Brewdog's founders James Watt & Martin Dickie on the future of craft beer and their all-time picks

So, you’ve not done bad for yourself. A TV show, a new brewery in the US, a huge bar and restaurant expansion. Are you still craft? What do you say to the doubters?

James Watt: ‘Well, all of the projects you mention are done with a single aim - to provide ways in which more people can enjoy amazing beer. It’s that simple. Whether opening a new bar or building our brewery in Columbus, we are going all-out to get great beer into the hands of craft beer fans and newcomers.

‘Look at Dogfish Head, Stone and Sierra Nevada - if you had to list three US craft breweries at the cutting edge right now, they would be on that piece of paper. And they all have those things you mention. In comparison, we are a fraction of their size - their facilities are ten times the size of ours. As long as we’re making our own beer the way we want to, with the same attitude, ambition and sense of humour, we’re still craft. And that won’t ever change.’

Equity for Punks IV has been launched - what do you see as the primary benefit for someone buying a share? What’s the primary benefit for BrewDog?

James Watt: ‘We’re indebted to our Equity Punks - without them, we simply wouldn’t have a brewery. But it’s also their brewery as well. We are proud to be owned by a community of like-minded people coming together and investing in something they truly believe in. For us, we are putting those guys - men and women who love craft beer - at the forefront of everything we do. We give our Equity Punks loads of cool benefits - bar discounts, co-operative brewdays, a beer on their birthday, invites to new bar launch events, and an invite to the biggest and craziest AGM on the planet - and we all have a blast.’

The UK is still far behind the US in terms of its craft beer scene - how do we educate the British drinker to enjoy great beer?

James Watt: ‘We are light years behind the American craft beer scene, but that’s because they are further down the road than we are. But the British market is changing so quickly; new craft breweries are appearing all the time. As long as they make quality beer, that market will increase. More great beer will become available, and the drinkers on this side of the Atlantic will catch on. It’ll take time, but it will happen.’

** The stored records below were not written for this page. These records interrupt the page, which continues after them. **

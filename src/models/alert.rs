use chrono::NaiveDateTime;
use serde::{Deserialize, Serialize};
use uuid::Uuid;

use super::enums::{AlertState, Channel, DeliveryStatus, RecipientTier, Severity};

/// One escalation episode for one critical result.
///
/// Owned by the alert state machine; all mutation goes through engine
/// operations, never direct field writes. Retained indefinitely for audit.
#[derive(Debug, Clone, Serialize, Deserialize)]
pub struct Alert {
    pub id: Uuid,
    /// Identifier of the originating lab result.
    pub result_id: String,
    pub state: AlertState,
    /// Severity of the originating verdict, carried into every notice.
    pub severity: Severity,
    /// Human-readable danger description from classification.
    pub reason: String,
    /// Current escalation step. Monotonically non-decreasing.
    pub step_index: u32,
    /// Optimistic-concurrency version of the persisted row.
    pub version: i64,
    pub created_at: NaiveDateTime,
    pub last_transition_at: NaiveDateTime,
    pub acknowledged_by: Option<String>,
    pub acknowledged_at: Option<NaiveDateTime>,
}

impl Alert {
    pub fn is_terminal(&self) -> bool {
        self.state.is_terminal()
    }
}

/// One notification attempt in an alert's escalation history (audit trail).
#[derive(Debug, Clone, Serialize, Deserialize)]
pub struct EscalationAttempt {
    pub id: Uuid,
    pub alert_id: Uuid,
    pub step_index: u32,
    pub recipient_tier: RecipientTier,
    pub channel: Channel,
    pub dispatched_at: NaiveDateTime,
    pub outcome: DeliveryStatus,
    /// Failure detail from the channel sender, when delivery failed.
    pub detail: Option<String>,
}

/// A pending escalation timer row: fire `advance_on_timeout(alert_id,
/// expected_step)` at `fire_at`. One per alert; arming the next step
/// replaces the previous row.
#[derive(Debug, Clone)]
pub struct EscalationTimer {
    pub alert_id: Uuid,
    pub expected_step: u32,
    pub fire_at: NaiveDateTime,
    pub created_at: NaiveDateTime,
}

Martin Dickie: ‘I think one thing we can do as brewers is get the message across together. This collective spirit is something that people can relate to - it’s the industry as a whole taking time to ensure their beer tastes perfect, interacting with the people who buy it, coming together to collaborate on beers or share ideas or whatever. People’s perceptions will change at a faster rate as a result.’

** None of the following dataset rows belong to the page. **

use serde::{Deserialize, Serialize};

use super::enums::Severity;
use super::threshold::ThresholdRule;

/// Outcome of classifying one lab result. Created fresh per classification
/// call and never mutated.
#[derive(Debug, Clone, Serialize, Deserialize)]
pub struct CriticalityVerdict {
    pub is_critical: bool,
    pub severity: Severity,
    /// The rule the value was evaluated against, when one matched.
    pub matched_rule: Option<ThresholdRule>,
    /// True when no threshold exists for the test code. Not critical by
    /// policy, but callers should surface it for catalog maintenance.
    pub rule_missing: bool,
    pub reason: String,
}

impl CriticalityVerdict {
    /// Not-critical verdict for a test code absent from the catalog.
    pub fn not_evaluated(test_code: &str) -> Self {
        Self {
            is_critical: false,
            severity: Severity::None,
            matched_rule: None,
            rule_missing: true,
            reason: format!("no threshold defined for test code {test_code}"),
        }
    }
}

As you expand, how do you keep an eye on quality?

Martin Dickie: ‘The quality of our beer is the most important thing of all. It’s the bedrock of our brewery. We have worked really hard to maintain that quality.’


Why do you fund fledgling craft breweries?

Martin Dickie: ‘Because we know what it was like. When James and I started back in 2007 in Fraserburgh, we went through all of the things that they are going through, on a daily basis. On our first day brewing, James managed to electrocute himself and fall off a ladder in the same morning. We have the development fund to get other breweries going, and we support craft breweries by stocking them in our bars and BottleDogs. It all helps get more craft beer out there.’


Outside of the beer world, which business people or thinkers do you admire?

Martin Dickie: ‘Kermit the Frog. He seems to know what’s going on.’

James Watt: ‘Can I vote for Martin?’


 If you could only drink three, non-BrewDog, beers forever - what would they be?

James Watt: ‘Ballast Point Sculpin. AleSmith Speedway Stout. Cantillon Rose de Gambrinus.’

Martin Dickie: ‘Anchor Steam, Victory Storm King and Stone Enjoy By.’

Which other breweries have nailed it?

‘Beavertown and Lovibonds here in the UK, but there are so so many others - too many to name!’